From EW:
On ''Lost,'' as the Others approach and the Monster stirs in the jungle, the raft is finally launched by Jeff Jensen
A THREE-HOUR TOUR? Michael will be the skipper on a fateful trip
Last night's episode of Lost left me exhausted, which is strange, considering how nothing really happened. It was a set-up for next week's epic finale — an hour of putting all the pieces in place for the final moves of a well-played first season. Still, there probably hasn't been an episode this year that has packed as much mythic meat on its bone. The French Lady. The Others. The Hatch. The Monster. The Black Rock. The Black Rock! We finally saw it, and wouldn't you know, it's neither black nor a rock. It's a ship — or a moss-encrusted set left over from Pirates of the Caribbean, couldn't tell — called the Black Rock. (A genius surprise — kudos to the writing staff for that twist.) Lost threw a lot of balls in the air last night, and my mind is still a little winded from catching all of them.
But this deceivingly inert episode was emotionally engaging, too. Michael finally launched his raft, which meant a lot of goodbyes. Some better than others. Walt bequeathing his dog, Vincent, to Shannon: cloying. Jin and Sun reconciling, with Sun giving him a Korean-to-English cheat sheet of nautical terms and Jin revealing to her he was leaving because he was determined to save her: gotta admit, I asked my wife if she could spare a couple tissues in her box for me. (Okay, I just totally lied there: I didn't come close to crying, and my wife wasn't even watching it with me, because she has an art class on Wednesday nights at 8. But I was touched, and that's a big deal for me, okay? Okay?) And then there was Jack giving Sawyer a gun, which moved Sawyer so deeply (A loaded weapon? For me? Shucks, dawg, you do like me after all. Let's go steady. . . .) that he finally spilled the beans about hanging with Jack's drunken daddy and his whole ''I love my messiah-complex genius-doctor son.
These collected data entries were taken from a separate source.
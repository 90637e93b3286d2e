//! Validation Engine
//!
//! Runs every board rule and reduces them to a single verdict.

use log::debug;

use crate::board::Board;
use crate::error::MalformedBoardError;
use crate::validation::columns::check_columns;
use crate::validation::rows::{
    check_horizontal_visibility, check_not_finished_board, check_uniqueness_in_rows,
};

/// A named board rule
type Rule = (&'static str, fn(&Board) -> bool);

const RULES: [Rule; 4] = [
    ("completeness", check_not_finished_board),
    ("row uniqueness", check_uniqueness_in_rows),
    ("row visibility", check_horizontal_visibility),
    ("columns", check_columns),
];

/// Validate a board against every skyscraper rule.
///
/// Stops at the first rule that fails.
pub fn validate(board: &Board) -> bool {
    for (name, rule) in RULES {
        if !rule(board) {
            debug!("board rejected by {} rule", name);
            return false;
        }
    }

    debug!("board accepted");
    true
}

/// Parse text rows into a board and validate it
pub fn validate_rows<I, S>(rows: I) -> Result<bool, MalformedBoardError>
where
    I: IntoIterator<Item = S>,
    S: AsRef<str>,
{
    let board = Board::from_rows(rows)?;
    Ok(validate(&board))
}
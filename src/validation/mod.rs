//! Board Validation
//!
//! Skyscraper rules as independent predicates over a [`Board`], plus the
//! engine that combines them.
//!
//! [`Board`]: crate::board::Board

pub mod columns;
pub mod engine;
pub mod rows;
pub mod visibility;

pub use columns::check_columns;
pub use engine::{validate, validate_rows};
pub use rows::{check_horizontal_visibility, check_not_finished_board, check_uniqueness_in_rows};
pub use visibility::left_to_right_check;
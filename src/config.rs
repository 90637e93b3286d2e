//! Configuration management for the board checker.
//!
//! Handles:
//! - Command-line argument parsing
//! - Optional TOML config file

use anyhow::{Context, Result};
use clap::{Parser, ValueEnum};
use serde::Deserialize;
use std::path::{Path, PathBuf};

const DEFAULT_LOG_LEVEL: &str = "warn";

/// How verdicts are printed
#[derive(Debug, Clone, Copy, Default, PartialEq, Eq, Deserialize, ValueEnum)]
#[serde(rename_all = "lowercase")]
pub enum OutputFormat {
    /// `<path>: valid` per board
    #[default]
    Text,
    /// One JSON object per board
    Json,
}

/// Command-line arguments for the board checker
#[derive(Debug, Parser)]
#[command(name = "skyscraper-check")]
#[command(about = "Validate solved skyscraper puzzle boards")]
#[command(version)]
pub struct Args {
    /// Board files, one row per line
    #[arg(required = true)]
    pub boards: Vec<PathBuf>,

    /// Output format
    #[arg(long, value_enum, help = "Output format (text, json)")]
    pub format: Option<OutputFormat>,

    /// Config file to read instead of the default location
    #[arg(long, help = "Path to a TOML config file")]
    pub config: Option<PathBuf>,

    /// Log level for the checker
    #[arg(long, help = "Log level (trace, debug, info, warn, error)")]
    pub log_level: Option<String>,
}

/// Settings read from a config file
#[derive(Debug, Clone, Default, Deserialize, PartialEq)]
#[serde(deny_unknown_fields)]
pub struct FileConfig {
    pub log_level: Option<String>,
    pub format: Option<OutputFormat>,
}

impl FileConfig {
    pub fn load(path: &Path) -> Result<Self> {
        let text = std::fs::read_to_string(path)
            .with_context(|| format!("reading config file {}", path.display()))?;
        toml::from_str(&text).with_context(|| format!("parsing config file {}", path.display()))
    }
}

/// Combined configuration from all sources
#[derive(Debug, Clone)]
pub struct Config {
    /// Board files to check, in order
    pub boards: Vec<PathBuf>,
    pub format: OutputFormat,
    pub log_level: String,
}

impl Config {
    /// Create configuration from command-line arguments
    pub fn from_args_and_env() -> Result<Self> {
        Self::from_args(Args::parse())
    }

    /// Create configuration from explicit arguments (useful for testing)
    pub fn from_args(args: Args) -> Result<Self> {
        let file = match &args.config {
            Some(path) => FileConfig::load(path)?,
            None => match default_config_path().filter(|p| p.is_file()) {
                Some(path) => FileConfig::load(&path)?,
                None => FileConfig::default(),
            },
        };

        Ok(Self::merge(args, file))
    }

    /// CLI flags win over file settings, which win over defaults
    pub fn merge(args: Args, file: FileConfig) -> Self {
        Config {
            boards: args.boards,
            format: args.format.or(file.format).unwrap_or_default(),
            log_level: args
                .log_level
                .or(file.log_level)
                .unwrap_or_else(|| DEFAULT_LOG_LEVEL.to_string()),
        }
    }
}

/// `<config_dir>/skyscraper/config.toml`
pub fn default_config_path() -> Option<PathBuf> {
    dirs::config_dir().map(|dir| dir.join("skyscraper").join("config.toml"))
}
//! Builder directive attributes and the template markers they become.

use std::fmt;

/// Library-import line written at the top of every converted page.
pub const LOAD_STATIC: &str = "{% load static %}";

/// Default attribute prefix used by the builder export (`dj-for`, ...).
pub const DEFAULT_PREFIX: &str = "dj";

/// Directive keywords recognised on exported elements.
#[derive(Debug, Clone, Copy, PartialEq, Eq, Hash)]
pub enum Keyword {
    For,
    If,
    Block,
    Load,
    Ref,
    /// Preview-only loop content, dropped from the output.
    ForData,
}

/// Keywords wrapped by an opening and a closing marker, in application order.
pub const ENCLOSING: [Keyword; 3] = [Keyword::For, Keyword::If, Keyword::Block];

/// Keywords that only get an opening marker.
pub const OPENING: [Keyword; 1] = [Keyword::Load];

impl Keyword {
    pub fn as_str(self) -> &'static str {
        match self {
            Self::For => "for",
            Self::If => "if",
            Self::Block => "block",
            Self::Load => "load",
            Self::Ref => "ref",
            Self::ForData => "for-data",
        }
    }

    /// Attribute name carrying this keyword, e.g. `dj-for`.
    pub fn attribute(self, prefix: &str) -> String {
        format!("{prefix}-{}", self.as_str())
    }

    /// Selector matching every element carrying this keyword's attribute.
    pub fn selector(self, prefix: &str) -> String {
        format!("[{}]", self.attribute(prefix))
    }

    /// `{% for <expr> %}`. The expression is copied verbatim.
    pub fn open_marker(self, expr: &str) -> String {
        format!("{{% {} {} %}}", self.as_str(), expr)
    }

    /// `{% endfor %}`.
    pub fn close_marker(self) -> String {
        format!("{{% end{} %}}", self.as_str())
    }
}

impl fmt::Display for Keyword {
    fn fmt(&self, f: &mut fmt::Formatter<'_>) -> fmt::Result {
        f.write_str(self.as_str())
    }
}

/// Inline interpolation inserted by `ref`: `{ <expr> }`.
pub fn reference(expr: &str) -> String {
    format!("{{ {expr} }}")
}
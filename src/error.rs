//! Error types for bss-django operations.

use std::path::{Path, PathBuf};

use thiserror::Error;

/// Errors that can occur while converting markup or relocating an export.
#[derive(Error, Debug)]
pub enum Error {
    #[error("file '{}' is invalid or doesn't exist", path.display())]
    SourceNotFound { path: PathBuf },

    #[error("asset path '{path}' needs at least 3 segments (root/category/app)")]
    MalformedAssetPath { path: String },

    #[error("file '{}' is already converted", path.display())]
    AlreadyConverted { path: PathBuf },

    #[error("invalid selector: {selector}")]
    InvalidSelector { selector: String },

    #[error("I/O error at {}: {source}", path.display())]
    Io {
        path: PathBuf,
        #[source]
        source: std::io::Error,
    },
}

impl Error {
    pub fn io(path: impl Into<PathBuf>, source: std::io::Error) -> Self {
        Self::Io {
            path: path.into(),
            source,
        }
    }

    pub(crate) fn source_not_found(path: &Path) -> Self {
        Self::SourceNotFound {
            path: path.to_path_buf(),
        }
    }
}

pub type Result<T> = std::result::Result<T, Error>;
//! Folder reconciliation.
//!
//! Splits the folders of an export directory into those named after a known
//! application and the shared remainder. Matching is by basename only; when
//! two candidates share a basename the later one replaces the earlier one and
//! a warning is logged.

use std::collections::HashMap;
use std::fs;
use std::path::{Path, PathBuf};

use tracing::warn;

use crate::error::{Error, Result};

/// A folder (or file) considered for relocation.
#[derive(Debug, Clone, PartialEq, Eq)]
#[cfg_attr(feature = "cli", derive(serde::Serialize))]
pub struct FolderCandidate {
    pub path: PathBuf,
    /// Basename of `path`, the matching key.
    pub name: String,
    pub is_dir: bool,
}

impl FolderCandidate {
    /// Candidate for a directory, named after the last component of `path`.
    pub fn new(path: impl Into<PathBuf>) -> Self {
        let path = path.into();
        let name = path
            .file_name()
            .map(|n| n.to_string_lossy().into_owned())
            .unwrap_or_default();
        Self {
            path,
            name,
            is_dir: true,
        }
    }

    pub fn with_is_dir(mut self, is_dir: bool) -> Self {
        self.is_dir = is_dir;
        self
    }
}

/// Folders split by owner.
#[derive(Debug, Clone, Default, PartialEq, Eq)]
#[cfg_attr(feature = "cli", derive(serde::Serialize))]
pub struct Classification {
    /// Candidates named after a known application, in `known_apps` order.
    pub applications: Vec<FolderCandidate>,
    /// Everything else, in first-seen basename order.
    pub common: Vec<FolderCandidate>,
}

/// Partition `candidates` into application folders and shared folders.
///
/// Every candidate lands in exactly one list, except one that lost a basename
/// collision: the last candidate with a given basename survives at the
/// position of the first.
pub fn classify(known_apps: &[String], candidates: Vec<FolderCandidate>) -> Classification {
    let mut slots: Vec<Option<FolderCandidate>> = Vec::with_capacity(candidates.len());
    let mut index: HashMap<String, usize> = HashMap::with_capacity(candidates.len());

    for candidate in candidates {
        match index.get(&candidate.name) {
            Some(&slot) => {
                if let Some(previous) = &slots[slot] {
                    warn!(
                        name = %candidate.name,
                        kept = %candidate.path.display(),
                        dropped = %previous.path.display(),
                        "duplicate folder basename, keeping the last one"
                    );
                }
                slots[slot] = Some(candidate);
            }
            None => {
                index.insert(candidate.name.clone(), slots.len());
                slots.push(Some(candidate));
            }
        }
    }

    let mut applications = Vec::new();
    for app in known_apps {
        if let Some(&slot) = index.get(app)
            && let Some(candidate) = slots[slot].take()
        {
            applications.push(candidate);
        }
    }

    Classification {
        applications,
        common: slots.into_iter().flatten().collect(),
    }
}

/// Immediate subdirectories of `dir`, sorted by name.
///
/// A missing directory has no folders.
pub fn list_folders(dir: &Path) -> Result<Vec<FolderCandidate>> {
    let mut folders = list_entries(dir)?;
    folders.retain(|c| c.is_dir);
    Ok(folders)
}

/// Immediate entries of `dir`, sorted by name, hidden ones skipped.
pub(crate) fn list_entries(dir: &Path) -> Result<Vec<FolderCandidate>> {
    if !dir.is_dir() {
        return Ok(Vec::new());
    }

    let mut entries = Vec::new();
    for entry in fs::read_dir(dir).map_err(|e| Error::io(dir, e))? {
        let entry = entry.map_err(|e| Error::io(dir, e))?;
        let name = entry.file_name().to_string_lossy().into_owned();
        if name.starts_with('.') {
            continue;
        }
        let is_dir = entry
            .file_type()
            .map_err(|e| Error::io(entry.path(), e))?
            .is_dir();
        entries.push(FolderCandidate {
            path: entry.path(),
            name,
            is_dir,
        });
    }
    entries.sort_by(|a, b| a.name.cmp(&b.name));
    Ok(entries)
}
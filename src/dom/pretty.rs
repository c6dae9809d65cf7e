//! Pretty-printing serializer.
//!
//! One node per line, children indented one level deeper than their parent.
//! Whitespace-only text is dropped and other text is trimmed, except inside
//! whitespace-sensitive elements (`pre`, `textarea`) which are written
//! verbatim on a single logical line. Template nodes are written as-is.

use std::fmt::Write;

use super::arena::{Arena, Attribute, NodeData, NodeId};

/// Elements that never have an end tag.
const VOID_ELEMENTS: &[&str] = &[
    "area", "base", "br", "col", "embed", "hr", "img", "input", "keygen", "link", "meta", "param",
    "source", "track", "wbr",
];

/// Elements whose text content is not HTML-escaped.
const RAW_TEXT_ELEMENTS: &[&str] = &[
    "script", "style", "xmp", "iframe", "noembed", "noframes", "plaintext",
];

/// Elements whose whitespace is significant.
const PRESERVE_WHITESPACE: &[&str] = &["pre", "textarea"];

/// Serializes a set of top-level nodes with a fixed indent width.
pub struct PrettyPrinter<'a> {
    arena: &'a Arena,
    indent: usize,
    out: String,
}

impl<'a> PrettyPrinter<'a> {
    pub fn new(arena: &'a Arena, indent: usize) -> Self {
        Self {
            arena,
            indent,
            out: String::new(),
        }
    }

    /// Serialize `roots` (and their subtrees) in order.
    pub fn print(mut self, roots: &[NodeId]) -> String {
        for &root in roots {
            self.write_node(root, 0, false);
        }
        self.out
    }

    fn pad(&mut self, depth: usize) {
        for _ in 0..depth * self.indent {
            self.out.push(' ');
        }
    }

    fn write_node(&mut self, id: NodeId, depth: usize, raw_text: bool) {
        let Some(node) = self.arena.get(id) else {
            return;
        };

        match &node.data {
            NodeData::Document => {
                for child in self.arena.children(id) {
                    self.write_node(child, depth, false);
                }
            }
            NodeData::Doctype {
                name,
                public_id,
                system_id,
            } => {
                self.pad(depth);
                self.out.push_str("<!DOCTYPE ");
                self.out.push_str(name);
                if !public_id.is_empty() {
                    let _ = write!(self.out, " PUBLIC \"{public_id}\"");
                    if !system_id.is_empty() {
                        let _ = write!(self.out, " \"{system_id}\"");
                    }
                } else if !system_id.is_empty() {
                    let _ = write!(self.out, " SYSTEM \"{system_id}\"");
                }
                self.out.push_str(">\n");
            }
            NodeData::Comment(text) => {
                self.pad(depth);
                let _ = writeln!(self.out, "<!--{text}-->");
            }
            NodeData::Template(markup) => {
                self.pad(depth);
                self.out.push_str(markup);
                self.out.push('\n');
            }
            NodeData::Text(text) => {
                let trimmed = text.trim();
                if trimmed.is_empty() {
                    return;
                }
                self.pad(depth);
                if raw_text {
                    self.out.push_str(trimmed);
                } else {
                    escape_text(trimmed, &mut self.out);
                }
                self.out.push('\n');
            }
            NodeData::Element { name, attrs } => {
                let tag = name.local.as_ref();
                let has_children = self.arena.children(id).next().is_some();

                self.pad(depth);
                if PRESERVE_WHITESPACE.contains(&tag) {
                    self.write_compact(id);
                    self.out.push('\n');
                    return;
                }

                write_start_tag(tag, attrs, &mut self.out);
                if VOID_ELEMENTS.contains(&tag) && !has_children {
                    // `<img/>` style, the way the builder's own exporter writes void tags.
                    self.out.insert(self.out.len() - 1, '/');
                    self.out.push('\n');
                    return;
                }
                self.out.push('\n');

                let raw = RAW_TEXT_ELEMENTS.contains(&tag);
                for child in self.arena.children(id) {
                    self.write_node(child, depth + 1, raw);
                }

                self.pad(depth);
                let _ = writeln!(self.out, "</{tag}>");
            }
        }
    }

    /// Serialize a subtree without any formatting.
    fn write_compact(&mut self, id: NodeId) {
        let Some(node) = self.arena.get(id) else {
            return;
        };

        match &node.data {
            NodeData::Element { name, attrs } => {
                let tag = name.local.as_ref();
                write_start_tag(tag, attrs, &mut self.out);
                if VOID_ELEMENTS.contains(&tag) {
                    return;
                }
                for child in self.arena.children(id) {
                    self.write_compact(child);
                }
                let _ = write!(self.out, "</{tag}>");
            }
            NodeData::Text(text) => escape_text(text, &mut self.out),
            NodeData::Template(markup) => self.out.push_str(markup),
            NodeData::Comment(text) => {
                let _ = write!(self.out, "<!--{text}-->");
            }
            NodeData::Document | NodeData::Doctype { .. } => {}
        }
    }
}

fn write_start_tag(tag: &str, attrs: &[Attribute], out: &mut String) {
    out.push('<');
    out.push_str(tag);
    for attr in attrs {
        out.push(' ');
        if let Some(prefix) = &attr.name.prefix {
            out.push_str(prefix.as_ref());
            out.push(':');
        }
        out.push_str(attr.name.local.as_ref());
        out.push('=');
        write_attr_value(&attr.value, out);
    }
    out.push('>');
}

/// Quote an attribute value.
///
/// Template tags (`{% ... %}`) are copied without entity escaping so their
/// arguments reach the template engine unchanged. Tags holding only double
/// quotes get a single-quoted value, tags holding single quotes a
/// double-quoted one; only a tag with both kinds gets its delimiter escaped.
/// Plain values use double quotes unless they contain a double quote but no
/// single quote.
fn write_attr_value(value: &str, out: &mut String) {
    let spans = template_spans(value);
    let in_tags = |c: char| spans.iter().any(|&(start, end)| value[start..end].contains(c));

    let quote = if in_tags('"') && !in_tags('\'') {
        '\''
    } else if in_tags('\'') {
        '"'
    } else if value.contains('"') && !value.contains('\'') {
        '\''
    } else {
        '"'
    };

    out.push(quote);
    let mut pos = 0;
    for &(start, end) in &spans {
        escape_attr(&value[pos..start], quote, out);
        let tag = &value[start..end];
        if tag.contains(quote) {
            // Both quote kinds inside one tag: the delimiter has to be escaped.
            escape_quote(tag, quote, out);
        } else {
            out.push_str(tag);
        }
        pos = end;
    }
    escape_attr(&value[pos..], quote, out);
    out.push(quote);
}

/// Byte ranges of `{% ... %}` tags in `value`.
fn template_spans(value: &str) -> Vec<(usize, usize)> {
    let mut spans = Vec::new();
    let mut pos = 0;
    while let Some(open) = value[pos..].find("{%") {
        let start = pos + open;
        let Some(close) = value[start + 2..].find("%}") else {
            break;
        };
        let end = start + 2 + close + 2;
        spans.push((start, end));
        pos = end;
    }
    spans
}

fn escape_attr(text: &str, quote: char, out: &mut String) {
    for c in text.chars() {
        match c {
            '&' => out.push_str("&amp;"),
            '<' => out.push_str("&lt;"),
            '>' => out.push_str("&gt;"),
            c if c == quote => push_quote_entity(c, out),
            c => out.push(c),
        }
    }
}

fn escape_quote(text: &str, quote: char, out: &mut String) {
    for c in text.chars() {
        if c == quote {
            push_quote_entity(c, out);
        } else {
            out.push(c);
        }
    }
}

fn push_quote_entity(quote: char, out: &mut String) {
    out.push_str(if quote == '"' { "&quot;" } else { "&#39;" });
}

fn escape_text(text: &str, out: &mut String) {
    for c in text.chars() {
        match c {
            '&' => out.push_str("&amp;"),
            '<' => out.push_str("&lt;"),
            '>' => out.push_str("&gt;"),
            c => out.push(c),
        }
    }
}

#[cfg(test)]
mod tests {
    use crate::dom::Document;

    fn pretty(html: &str) -> String {
        Document::parse(html).to_pretty_string(1)
    }

    #[test]
    fn test_nested_indentation() {
        let out = pretty("<div><p>Hello <b>you</b></p></div>");
        assert_eq!(
            out,
            "<div>\n <p>\n  Hello\n  <b>\n   you\n  </b>\n </p>\n</div>\n"
        );
    }

    #[test]
    fn test_void_elements_self_close() {
        let out = pretty(r#"<p><img src="a.png" alt=""><br></p>"#);
        assert_eq!(out, "<p>\n <img src=\"a.png\" alt=\"\"/>\n <br/>\n</p>\n");
    }

    #[test]
    fn test_attribute_quoting() {
        let out = pretty(r#"<a href='{% static "x.css" %}' title="a &amp; b">t</a>"#);
        assert!(out.contains(r#"href='{% static "x.css" %}'"#), "{out}");
        assert!(out.contains(r#"title="a &amp; b""#), "{out}");

        let both = pretty(r#"<a title="it's &quot;here&quot;">t</a>"#);
        assert!(both.contains(r#"title="it's &quot;here&quot;""#), "{both}");
    }

    #[test]
    fn test_template_tags_in_attributes_are_not_escaped() {
        let out = pretty(r#"<img src='{% static "a&b.png" %}' alt="x &amp; y">"#);
        assert_eq!(out, "<img src='{% static \"a&b.png\" %}' alt=\"x &amp; y\"/>\n");

        let css = pretty(
            r#"<div style="font: 'A'; background: url({% static 'a&b.png' %})">t</div>"#,
        );
        assert!(
            css.contains(r#"style="font: 'A'; background: url({% static 'a&b.png' %})""#),
            "{css}"
        );

        let mixed = pretty(r#"<p title='{% static &quot;x&#39;y.png&quot; %}'>t</p>"#);
        assert!(
            mixed.contains(r#"title="{% static &quot;x'y.png&quot; %}""#),
            "{mixed}"
        );
    }

    #[test]
    fn test_script_text_is_not_escaped() {
        let out = pretty("<script>if (a < b && c) {}</script>");
        assert!(out.contains(" if (a < b && c) {}\n"), "{out}");
    }

    #[test]
    fn test_pre_is_kept_verbatim() {
        let out = pretty("<pre>  a\n   b</pre>");
        assert_eq!(out, "<pre>  a\n   b</pre>\n");
    }

    #[test]
    fn test_full_document_keeps_doctype_and_wrappers() {
        let out = pretty("<!DOCTYPE html><html><head><title>T</title></head><body></body></html>");
        assert_eq!(
            out,
            "<!DOCTYPE html>\n<html>\n <head>\n  <title>\n   T\n  </title>\n </head>\n <body>\n </body>\n</html>\n"
        );
    }
}
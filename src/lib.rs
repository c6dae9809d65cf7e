//! # bss-django
//!
//! Migrate a Bootstrap Studio export into a Django project.
//!
//! ## Features
//!
//! - Turn builder directive attributes (`dj-for`, `dj-if`, `dj-block`,
//!   `dj-load`, `dj-ref`, `dj-for-data`) into Django template tags
//! - Point `script`/`img`/`link` assets and CSS `url(...)` values at
//!   `{% static %}` paths in the per-application layout
//! - Split export folders between project applications and shared folders
//! - Copy the converted export into the project tree
//!
//! ## Quick Start
//!
//! ```
//! use bss_django::Converter;
//!
//! let page = r#"<div dj-if="user.is_authenticated"><img src="assets/img/home/avatar.png"></div>"#;
//! let converted = Converter::default().convert_str(page).unwrap();
//!
//! assert!(converted.html.contains("{% if user.is_authenticated %}"));
//! assert!(converted.html.contains(r#"{% static "home/img/avatar.png" %}"#));
//! ```
//!
//! ## Migrating an export
//!
//! ```no_run
//! use bss_django::{MigrationConfig, migrate};
//!
//! let config = MigrationConfig::new("export", "mysite");
//! let report = migrate(&config).unwrap();
//! println!("{} pages converted", report.conversion.converted.len());
//! ```

pub mod convert;
pub mod dom;
pub mod error;
pub mod io;
pub mod project;
pub mod reconcile;
pub(crate) mod util;

pub use convert::{
    BatchReport, ConvertOptions, Converted, Converter, MalformedPathPolicy, TransformStats,
    convert_tree,
};
pub use dom::Document;
pub use error::{Error, Result};
pub use project::{
    Application, MigrationConfig, MigrationReport, Relocation, discover_applications, migrate, plan,
};
pub use reconcile::{Classification, FolderCandidate, classify};
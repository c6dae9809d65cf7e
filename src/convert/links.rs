//! Asset link remapping.
//!
//! The builder exports assets as `assets/{category}/{app}/...`, the target
//! project serves them from each application's static directory as
//! `{app}/{category}/...`. Links are rewritten to static-file tags pointing at
//! the remapped path.

use memchr::{memchr, memmem};

use crate::error::{Error, Result};

/// Elements whose `src`/`href` point at static assets.
pub const LINK_TAGS: [&str; 3] = ["script", "img", "link"];

/// Link attributes, in rewrite order.
pub const LINK_ATTRIBUTES: [&str; 2] = ["src", "href"];

/// Prefix marking external URLs.
pub const EXTERNAL_PREFIX: &str = "http";

/// Whether a link points outside the export and must be left alone.
///
/// Protocol-relative (`//cdn...`) and inline `data:` URLs are treated like
/// `http(s)` ones.
pub fn is_external(value: &str) -> bool {
    value.starts_with(EXTERNAL_PREFIX) || value.starts_with("//") || value.starts_with("data:")
}

/// Whether a value already is template markup (e.g. from a previous run).
pub fn is_template(value: &str) -> bool {
    value.starts_with("{%") || value.starts_with("{{")
}

/// Reorder `root/category/app/rest...` into `app/category/rest...`.
///
/// Empty and `.` segments are ignored. `rest` may be empty, in which case the
/// result is `app/category`.
pub fn remap(path: &str) -> Result<String> {
    let parts: Vec<&str> = path
        .split('/')
        .filter(|segment| !segment.is_empty() && *segment != ".")
        .collect();

    let [_root, category, app, rest @ ..] = parts.as_slice() else {
        return Err(Error::MalformedAssetPath {
            path: path.to_string(),
        });
    };

    let mut out = format!("{app}/{category}");
    for segment in rest {
        out.push('/');
        out.push_str(segment);
    }
    Ok(out)
}

/// Static-file tag for a remapped path: `{% static "<path>" %}`.
pub fn static_reference(path: &str) -> String {
    static_reference_quoted(path, '"')
}

/// Static-file tag using `quote` around the path.
pub fn static_reference_quoted(path: &str, quote: char) -> String {
    format!("{{% static {quote}{path}{quote} %}}")
}

/// Remap a link value.
///
/// Returns `Ok(None)` when the value is left untouched (empty, external or
/// already template markup). A leading `/` is dropped before remapping.
pub fn remap_link(value: &str) -> Result<Option<String>> {
    if value.is_empty() || is_external(value) || is_template(value) {
        return Ok(None);
    }
    let relative = value.strip_prefix('/').unwrap_or(value);
    remap(relative).map(Some)
}

/// Rewrite every `url(...)` in `css` with `rewrite`.
///
/// The closure receives the URL with surrounding quotes and whitespace
/// removed and returns the replacement for the whole parenthesised value, or
/// `None` to keep the original text. Returns `Ok(None)` when nothing changed.
pub fn rewrite_css_urls<F>(css: &str, mut rewrite: F) -> Result<Option<String>>
where
    F: FnMut(&str) -> Result<Option<String>>,
{
    let bytes = css.as_bytes();
    let finder = memmem::Finder::new(b"url(");
    let mut output = String::with_capacity(css.len());
    let mut pos = 0;
    let mut changed = false;

    while let Some(found) = finder.find(&bytes[pos..]) {
        let content_start = pos + found + 4;
        let Some(paren) = memchr(b')', &bytes[content_start..]) else {
            break;
        };
        let content_end = content_start + paren;

        // Both offsets sit on ASCII bytes, so they are char boundaries.
        output.push_str(&css[pos..content_start]);
        let raw = &css[content_start..content_end];
        let url = raw.trim_matches(|c: char| c == '"' || c == '\'' || c.is_whitespace());

        match rewrite(url)? {
            Some(replacement) => {
                output.push_str(&replacement);
                changed = true;
            }
            None => output.push_str(raw),
        }
        output.push(')');
        pos = content_end + 1;
    }

    if !changed {
        return Ok(None);
    }
    output.push_str(&css[pos..]);
    Ok(Some(output))
}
Maybe I should call him and tell him that. Nahhhhhhhhh!'' speech. Honestly, I don't know if I totally bought that scene between Jack and Sawyer, which I see as a product of the flawed Jekyll-and-Hyde characterization of Sawyer — one second a rogue, the next second a softie. He's a complicated guy, and I wish the writers could find a way to capture that better than toggling him back and forth between shallow sentimentality and shallow anger. That said, the scene worked. I even asked the wife if she could spare me some more tissues. (Liar! Liar! Bad writer! Bad!)
The flashbacks bear some discussion, first because this was the only episode this season that has told more than one back story. We saw how various characters got on the plane that would bring them to Twilight Zone Island. Ian Somerhalder fans got to see boy toy Boone again, while parents around the country got to nod cathartically when Michael blew his stack after Walt cranked Mighty Morphin Power Rangers to 41 on the TV. (That is so me and my son.) But I suppose what we should really talk about is Jack's meet-cute with future Lost regular Michelle Rodriguez, introduced in this ep as Anna Lucia, one of these flirty see-right-through-you types that immediately get under your skin with presumptuous personal questions and observations, which, because she's smoking-hot Michelle Rodriguez, soon to be a regular cast member and therefore someone the show wants you to like ASAP, we let her get away with without wondering why Jack doesn't flag down a cop, or at least worry that he's being targeted in a John sting. Anyway, she and he swap banter about Jack's dead dad, she tells him, ''The worst part's over,'' then licks her fingers (what was that about, anyway?) and walks off, leaving us all to think, ''I wonder if Evangeline Lilly is sweating her leading-lady status on Lost right now?''
Some other odds and ends and questions for you:
1. Sawyer's real name (?) is James Fall.
2. Great entrance by the French Lady, whom I've never been a huge fan of. I think it's the casting — the actress who plays her seems more melancholy and damaged than mysterious and creepy; I would prefer the ratio flipped. Otherwise, they should just find a DVD of Amélie in the plane wreckage and make her watch it: She'll lose that homesickness in a second. But her entrance — emerging through the bush while Walt is visiting the Whizzing Tree — rocked. And then: ''The Others are coming.'' When the words that come out of her mouth are kept to a minimum — or at least are as chillingly crafted as her tower-of-black-smoke story — the French Lady can be as useful and meaningful to Lost as, say, Cancer Man or Rat Boy were to The X-Files.
3. It takes a village to launch a raft. It really does.
4. ''The Dark Territory.'' Oooooo, I'm scared. But cool: I loved how last night's episode really expanded the geography of the island.
5. The French Lady on the Monster: It's the island's ''security system.'' Thoughts?
6. Is Sun pregnant? That mention of her being ''really hungry'' in her flashback seemed oddly conspicuous.